Recorded data
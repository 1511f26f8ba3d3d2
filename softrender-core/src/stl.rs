/// STL loading (binary and ASCII) into indexed meshes
use std::collections::HashMap;

use image::Rgb;
use nom::{
    bytes::complete::tag,
    character::complete::{multispace0, multispace1, not_line_ending},
    combinator::map,
    multi::{count, many0},
    number::complete::{float, le_f32, le_u16, le_u32},
    sequence::{preceded, tuple},
    IResult,
};
use thiserror::Error;

use crate::error::RenderError;
use crate::mesh::{Face, Mesh, Vertex};

const HEADER_LEN: usize = 80;
const FACET_LEN: usize = 50;

#[derive(Debug, Error)]
pub enum StlError {
    #[error("file too small to be a valid STL ({0} bytes)")]
    TooShort(usize),

    #[error("binary STL declares {declared} triangles but holds {available}")]
    Truncated { declared: usize, available: usize },

    #[error("failed to parse ASCII STL: {0}")]
    Ascii(String),

    #[error(transparent)]
    Mesh(#[from] RenderError),
}

/// Collects triangles, welding corners with bit-identical positions.
struct MeshBuilder {
    color: Rgb<u8>,
    vertices: Vec<Vertex>,
    faces: Vec<Face>,
    lookup: HashMap<[u32; 3], usize>,
}

impl MeshBuilder {
    fn new(color: Rgb<u8>, triangles: usize) -> Self {
        Self {
            color,
            vertices: Vec::with_capacity(triangles),
            faces: Vec::with_capacity(triangles),
            lookup: HashMap::with_capacity(triangles),
        }
    }

    fn index_of(&mut self, [x, y, z]: [f32; 3]) -> usize {
        let key = [x.to_bits(), y.to_bits(), z.to_bits()];
        let vertices = &mut self.vertices;
        let color = self.color;
        *self.lookup.entry(key).or_insert_with(|| {
            vertices.push(Vertex::from_xyz(x, y, z, color));
            vertices.len() - 1
        })
    }

    fn push_triangle(&mut self, corners: [[f32; 3]; 3]) {
        let face = corners.map(|corner| self.index_of(corner));
        self.faces.push(face);
    }

    fn build(self) -> Result<Mesh, StlError> {
        log::info!(
            "loaded STL mesh: {} faces, {} unique vertices",
            self.faces.len(),
            self.vertices.len()
        );
        Ok(Mesh::new(self.vertices, self.faces)?)
    }
}

fn le_vector3(input: &[u8]) -> IResult<&[u8], [f32; 3]> {
    map(tuple((le_f32, le_f32, le_f32)), |(x, y, z)| [x, y, z])(input)
}

/// Normal (ignored), three corners, attribute byte count (ignored).
fn binary_facet(input: &[u8]) -> IResult<&[u8], [[f32; 3]; 3]> {
    let (input, _normal) = le_vector3(input)?;
    let (input, a) = le_vector3(input)?;
    let (input, b) = le_vector3(input)?;
    let (input, c) = le_vector3(input)?;
    let (input, _attributes) = le_u16(input)?;
    Ok((input, [a, b, c]))
}

/// Parse a binary STL file; every vertex gets `color`.
pub fn parse_binary_stl(data: &[u8], color: Rgb<u8>) -> Result<Mesh, StlError> {
    if data.len() < HEADER_LEN + 4 {
        return Err(StlError::TooShort(data.len()));
    }
    let body = &data[HEADER_LEN..];
    let (facets, declared) =
        le_u32::<_, nom::error::Error<&[u8]>>(body).map_err(|_| StlError::TooShort(data.len()))?;
    let declared = declared as usize;
    let available = facets.len() / FACET_LEN;
    if available < declared {
        return Err(StlError::Truncated { declared, available });
    }

    let (_, triangles) = count(binary_facet, declared)(facets)
        .map_err(|_: nom::Err<nom::error::Error<&[u8]>>| StlError::Truncated { declared, available })?;
    let mut builder = MeshBuilder::new(color, declared);
    for corners in triangles {
        builder.push_triangle(corners);
    }
    builder.build()
}

/// Parse an ASCII STL file; every vertex gets `color`.
pub fn parse_ascii_stl(input: &str, color: Rgb<u8>) -> Result<Mesh, StlError> {
    let (_, triangles) = ascii_solid(input).map_err(|e| StlError::Ascii(e.to_string()))?;
    let mut builder = MeshBuilder::new(color, triangles.len());
    for corners in triangles {
        builder.push_triangle(corners);
    }
    builder.build()
}

fn ascii_solid(input: &str) -> IResult<&str, Vec<[[f32; 3]; 3]>> {
    let (input, _) = preceded(multispace0, tag("solid"))(input)?;
    let (input, _name) = not_line_ending(input)?;
    let (input, triangles) = many0(ascii_facet)(input)?;
    let (input, _) = preceded(multispace0, tag("endsolid"))(input)?;
    Ok((input, triangles))
}

fn ascii_facet(input: &str) -> IResult<&str, [[f32; 3]; 3]> {
    let (input, _) = preceded(multispace0, tag("facet"))(input)?;
    let (input, _) = preceded(multispace1, tag("normal"))(input)?;
    let (input, _normal) = ascii_vector3(input)?;
    let (input, _) = preceded(multispace0, tag("outer"))(input)?;
    let (input, _) = preceded(multispace1, tag("loop"))(input)?;
    let (input, a) = ascii_vertex(input)?;
    let (input, b) = ascii_vertex(input)?;
    let (input, c) = ascii_vertex(input)?;
    let (input, _) = preceded(multispace0, tag("endloop"))(input)?;
    let (input, _) = preceded(multispace0, tag("endfacet"))(input)?;
    Ok((input, [a, b, c]))
}

fn ascii_vertex(input: &str) -> IResult<&str, [f32; 3]> {
    preceded(preceded(multispace0, tag("vertex")), ascii_vector3)(input)
}

fn ascii_vector3(input: &str) -> IResult<&str, [f32; 3]> {
    let (input, _) = multispace0(input)?;
    let (input, x) = float(input)?;
    let (input, _) = multispace1(input)?;
    let (input, y) = float(input)?;
    let (input, _) = multispace1(input)?;
    let (input, z) = float(input)?;
    Ok((input, [x, y, z]))
}

/// Detect and parse STL file (binary or ASCII).
///
/// Binary files may also start with `solid`, so ASCII is only trusted when
/// it parses; anything else falls back to binary.
pub fn parse_stl(data: &[u8], color: Rgb<u8>) -> Result<Mesh, StlError> {
    if data.starts_with(b"solid") {
        if let Ok(text) = std::str::from_utf8(data) {
            match parse_ascii_stl(text, color) {
                Ok(mesh) => return Ok(mesh),
                Err(e) => log::debug!("not an ASCII STL ({}), trying binary", e),
            }
        }
    }
    parse_binary_stl(data, color)
}
/// softrender terminal demo - rotating cube
///
/// Controls:
///   - WASD / Arrow Keys: Rotate the cube
///   - E/R: Roll rotation
///   - P: Toggle perspective/orthographic projection
///   - X: Toggle axes
///   - Q/ESC: Quit
///
/// Set RUST_LOG to see the renderer's log output on stderr.
use image::Rgb;
use softrender_core::Mesh;
use softrender_terminal::TerminalApp;
use std::io;

fn main() -> io::Result<()> {
    env_logger::init();

    let cube = Mesh::cube(2.0, Rgb([90, 170, 230]));
    log::info!(
        "starting terminal renderer with a {}-face cube",
        cube.faces().len()
    );

    let mut app = TerminalApp::new(cube)?;
    app.run()?;

    println!("Thank you for using the softrender terminal renderer!");
    Ok(())
}
/// The render device: buffers, transforms and draw calls
use image::{Rgb, RgbImage};
use nalgebra::{Matrix4, Point2, Vector4};

use crate::camera::{Camera, ProjectionMode};
use crate::error::Result;
use crate::framebuffer::{DepthImage, Framebuffer, DEFAULT_CLEAR_COLOR};
use crate::mesh::{is_degenerate, Mesh};
use crate::pipeline::{window_matrix, ScreenVertex, TransformPipeline};
use crate::raster;

/// Owns a color buffer, a depth buffer, a camera and the transform chain,
/// and rasterizes lines and meshes into the buffers.
///
/// The device performs no clipping against the view frustum: vertices that
/// land on or behind the eye plane drop the primitives they belong to, and
/// pixels outside the viewport are skipped.
///
/// Not thread-safe. The composed transform is cached in a `Cell`, so the
/// device is `!Sync`; callers serialize access themselves.
#[derive(Debug, Clone)]
pub struct RenderDevice {
    framebuffer: Framebuffer,
    pipeline: TransformPipeline,
    camera: Camera,
}

impl RenderDevice {
    /// Device with the default camera.
    pub fn new(width: u32, height: u32) -> Result<Self> {
        Self::with_camera(width, height, Camera::new(width, height))
    }

    /// Device with a caller-supplied camera. The camera's aspect ratio is
    /// replaced by the viewport's.
    pub fn with_camera(width: u32, height: u32, mut camera: Camera) -> Result<Self> {
        let framebuffer = Framebuffer::new(width, height, DEFAULT_CLEAR_COLOR)?;
        camera.set_aspect(width as f32 / height as f32)?;
        let pipeline = TransformPipeline::new(
            camera.view_matrix()?,
            camera.projection_matrix()?,
            window_matrix(width, height),
        );
        log::debug!("render device created: {}x{}, {:?} projection", width, height, camera.mode());
        Ok(Self {
            framebuffer,
            pipeline,
            camera,
        })
    }

    pub fn width(&self) -> u32 {
        self.framebuffer.width()
    }

    pub fn height(&self) -> u32 {
        self.framebuffer.height()
    }

    /// Current color buffer, background and drawing included.
    pub fn image(&self) -> &RgbImage {
        self.framebuffer.color()
    }

    /// Current depth buffer; untouched pixels hold `f32::INFINITY`.
    pub fn depth_buffer(&self) -> &DepthImage {
        self.framebuffer.depth()
    }

    pub fn background(&self) -> Option<&RgbImage> {
        self.framebuffer.background()
    }

    pub fn camera(&self) -> &Camera {
        &self.camera
    }

    /// Mutable camera access. Changes reach the transforms only through
    /// [`RenderDevice::update_view_transform`] and
    /// [`RenderDevice::update_projection_transform`].
    pub fn camera_mut(&mut self) -> &mut Camera {
        &mut self.camera
    }

    pub fn clear_color(&self) -> Rgb<u8> {
        self.framebuffer.clear_color()
    }

    /// Color used by [`RenderDevice::reset_buffers`] when no background is set.
    pub fn set_clear_color(&mut self, color: Rgb<u8>) {
        self.framebuffer.set_clear_color(color);
    }

    /// Use `image` as the base layer of the color buffer.
    ///
    /// The image must match the viewport exactly; otherwise nothing changes
    /// and [`RenderError::BackgroundSizeMismatch`] is returned.
    pub fn set_background_image(&mut self, image: RgbImage) -> Result<()> {
        self.framebuffer.set_background(image)
    }

    pub fn clear_background_image(&mut self) {
        self.framebuffer.clear_background();
    }

    /// Discard all drawing since the last reset.
    pub fn reset_buffers(&mut self) {
        self.framebuffer.reset();
    }

    /// Resize the viewport.
    ///
    /// Fresh buffers are built before anything is replaced, so a rejected
    /// size leaves the device untouched. The background is dropped, the
    /// window transform rebuilt, and the camera aspect and projection follow
    /// the new size.
    pub fn set_viewport(&mut self, width: u32, height: u32) -> Result<()> {
        let framebuffer = self.framebuffer.resized(width, height)?;
        let mut camera = self.camera.clone();
        camera.set_aspect(width as f32 / height as f32)?;
        let projection = camera.projection_matrix()?;

        self.framebuffer = framebuffer;
        self.camera = camera;
        self.pipeline.set_projection(projection);
        self.pipeline.set_window(window_matrix(width, height));
        log::debug!("viewport set to {}x{}", width, height);
        Ok(())
    }

    pub fn world_transform(&self) -> &Matrix4<f32> {
        self.pipeline.world()
    }

    pub fn view_transform(&self) -> &Matrix4<f32> {
        self.pipeline.view()
    }

    pub fn projection_transform(&self) -> &Matrix4<f32> {
        self.pipeline.projection()
    }

    pub fn window_transform(&self) -> &Matrix4<f32> {
        self.pipeline.window()
    }

    /// `window * projection * view * world`.
    pub fn composed_transform(&self) -> Matrix4<f32> {
        self.pipeline.composed()
    }

    /// Replace the world (model) matrix. Singular matrices are accepted.
    pub fn set_world_transform(&mut self, world: Matrix4<f32>) {
        self.pipeline.set_world(world);
    }

    /// Rebuild the view matrix from the camera's current position and orientation.
    pub fn update_view_transform(&mut self) -> Result<()> {
        let view = self.camera.view_matrix()?;
        self.pipeline.set_view(view);
        Ok(())
    }

    /// Rebuild the projection matrix, perspective or orthographic. The
    /// camera's mode is switched accordingly.
    pub fn update_projection_transform(&mut self, perspective: bool) -> Result<()> {
        let mode = ProjectionMode::from_perspective(perspective);
        let projection = self.camera.projection_matrix_for(mode)?;
        self.camera.set_mode(mode);
        self.pipeline.set_projection(projection);
        Ok(())
    }

    /// Window coordinates of `vertex`, or `None` when it has no valid
    /// projection (`w <= 0` after the transform, or non-finite).
    pub fn project_vertex(&self, vertex: Vector4<f32>) -> Option<Point2<f32>> {
        self.pipeline.project(&vertex).map(|projected| projected.position)
    }

    /// [`RenderDevice::project_vertex`] over a list; order and length are
    /// preserved and unprojectable vertices come back as `None`.
    pub fn project_vertex_list(&self, vertices: &[Vector4<f32>]) -> Vec<Option<Point2<f32>>> {
        vertices
            .iter()
            .map(|vertex| self.project_vertex(*vertex))
            .collect()
    }

    /// Draw a line segment over whatever is in the color buffer.
    ///
    /// No depth test and no depth write. If either endpoint cannot be
    /// projected, nothing is drawn.
    pub fn render_line(&mut self, p0: Vector4<f32>, p1: Vector4<f32>, color: Rgb<u8>) {
        match (self.pipeline.project(&p0), self.pipeline.project(&p1)) {
            (Some(from), Some(to)) => {
                raster::draw_line(&mut self.framebuffer, from.position, to.position, color);
            }
            _ => log::trace!("line {:?} -> {:?} skipped: endpoint not projectable", p0, p1),
        }
    }

    /// Rasterize every face of `mesh` with depth testing.
    ///
    /// Faces that repeat a vertex index, touch an unprojectable vertex or
    /// project to zero area are skipped. Returns the number of pixels written.
    pub fn render_mesh(&mut self, mesh: &Mesh) -> usize {
        let projected: Vec<Option<ScreenVertex>> = mesh
            .vertices()
            .iter()
            .map(|vertex| self.pipeline.project(&vertex.position))
            .collect();

        let mut written = 0;
        let mut skipped = 0;
        for face in mesh.faces() {
            if is_degenerate(face) {
                skipped += 1;
                continue;
            }
            let corners = [projected[face[0]], projected[face[1]], projected[face[2]]];
            let [Some(a), Some(b), Some(c)] = corners else {
                skipped += 1;
                continue;
            };
            let colors = face.map(|index| mesh.vertices()[index].color);
            written += raster::fill_triangle(&mut self.framebuffer, [a, b, c], colors);
        }
        log::trace!(
            "mesh rendered: {} faces, {} skipped, {} pixels written",
            mesh.faces().len(),
            skipped,
            written
        );
        written
    }
}
/// Indexed triangle meshes
use image::Rgb;
use nalgebra::Vector4;

use crate::error::{RenderError, Result};

/// A mesh vertex: homogeneous position and color.
#[derive(Debug, Clone, Copy, PartialEq)]
pub struct Vertex {
    pub position: Vector4<f32>,
    pub color: Rgb<u8>,
}

impl Vertex {
    pub fn new(position: Vector4<f32>, color: Rgb<u8>) -> Self {
        Self { position, color }
    }

    /// Vertex at the cartesian point `(x, y, z)` (`w = 1`).
    pub fn from_xyz(x: f32, y: f32, z: f32, color: Rgb<u8>) -> Self {
        Self::new(Vector4::new(x, y, z, 1.0), color)
    }
}

/// Index triple into [`Mesh::vertices`].
pub type Face = [usize; 3];

/// Immutable vertex buffer plus face list.
///
/// Every face index is checked against the vertex count at construction.
/// Faces that repeat an index are legal; the rasterizer skips them.
#[derive(Debug, Clone, PartialEq)]
pub struct Mesh {
    vertices: Vec<Vertex>,
    faces: Vec<Face>,
}

impl Mesh {
    pub fn new(vertices: Vec<Vertex>, faces: Vec<Face>) -> Result<Self> {
        let vertex_count = vertices.len();
        for (face_index, face) in faces.iter().enumerate() {
            if let Some(&index) = face.iter().find(|&&index| index >= vertex_count) {
                return Err(RenderError::FaceIndexOutOfRange {
                    face: face_index,
                    index,
                    vertex_count,
                });
            }
        }
        Ok(Self { vertices, faces })
    }

    pub fn vertices(&self) -> &[Vertex] {
        &self.vertices
    }

    pub fn faces(&self) -> &[Face] {
        &self.faces
    }

    pub fn is_empty(&self) -> bool {
        self.faces.is_empty()
    }

    /// Axis-aligned cube of edge length `size` centered at the origin, every
    /// face wound counter-clockwise when seen from outside.
    pub fn cube(size: f32, color: Rgb<u8>) -> Self {
        let half = size / 2.0;
        let vertices = vec![
            Vertex::from_xyz(-half, -half, half, color),
            Vertex::from_xyz(half, -half, half, color),
            Vertex::from_xyz(half, half, half, color),
            Vertex::from_xyz(-half, half, half, color),
            Vertex::from_xyz(-half, -half, -half, color),
            Vertex::from_xyz(half, -half, -half, color),
            Vertex::from_xyz(half, half, -half, color),
            Vertex::from_xyz(-half, half, -half, color),
        ];
        let faces = vec![
            // Front
            [0, 1, 2],
            [0, 2, 3],
            // Back
            [5, 4, 7],
            [5, 7, 6],
            // Top
            [3, 2, 6],
            [3, 6, 7],
            // Bottom
            [4, 5, 1],
            [4, 1, 0],
            // Right
            [1, 5, 6],
            [1, 6, 2],
            // Left
            [4, 0, 3],
            [4, 3, 7],
        ];
        Self { vertices, faces }
    }
}

impl Default for Mesh {
    fn default() -> Self {
        Self {
            vertices: Vec::new(),
            faces: Vec::new(),
        }
    }
}

/// A face is degenerate when two of its corners share a vertex index.
pub fn is_degenerate(face: &Face) -> bool {
    face[0] == face[1] || face[1] == face[2] || face[0] == face[2]
}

- Required action -
Copy out only the lines running from the beginning of the data to the line with "fn build(self) ->", both ends included.

- Answer section -
repository 1511f26f8ba3d3d2
filename softrender-core/src/stl.rs
/// STL loading (binary and ASCII) into indexed meshes
use std::collections::HashMap;

use image::Rgb;
use nom::{
    bytes::complete::tag,
    character::complete::{multispace0, multispace1, not_line_ending},
    combinator::map,
    multi::{count, many0},
    number::complete::{float, le_f32, le_u16, le_u32},
    sequence::{preceded, tuple},
    IResult,
};
use thiserror::Error;

use crate::error::RenderError;
use crate::mesh::{Face, Mesh, Vertex};

const HEADER_LEN: usize = 80;
const FACET_LEN: usize = 50;

#[derive(Debug, Error)]
pub enum StlError {
    #[error("file too small to be a valid STL ({0} bytes)")]
    TooShort(usize),

    #[error("binary STL declares {declared} triangles but holds {available}")]
    Truncated { declared: usize, available: usize },

    #[error("failed to parse ASCII STL: {0}")]
    Ascii(String),

    #[error(transparent)]
    Mesh(#[from] RenderError),
}

/// Collects triangles, welding corners with bit-identical positions.
struct MeshBuilder {
    color: Rgb<u8>,
    vertices: Vec<Vertex>,
    faces: Vec<Face>,
    lookup: HashMap<[u32; 3], usize>,
}

impl MeshBuilder {
    fn new(color: Rgb<u8>, triangles: usize) -> Self {
        Self {
            color,
            vertices: Vec::with_capacity(triangles),
            faces: Vec::with_capacity(triangles),
            lookup: HashMap::with_capacity(triangles),
        }
    }

    fn index_of(&mut self, [x, y, z]: [f32; 3]) -> usize {
        let key = [x.to_bits(), y.to_bits(), z.to_bits()];
        let vertices = &mut self.vertices;
        let color = self.color;
        *self.lookup.entry(key).or_insert_with(|| {
            vertices.push(Vertex::from_xyz(x, y, z, color));
            vertices.len() - 1
        })
    }

    fn push_triangle(&mut self, corners: [[f32; 3]; 3]) {
        let face = corners.map(|corner| self.index_of(corner));
        self.faces.push(face);
    }

    fn build(self) -> Result<Mesh, StlError> {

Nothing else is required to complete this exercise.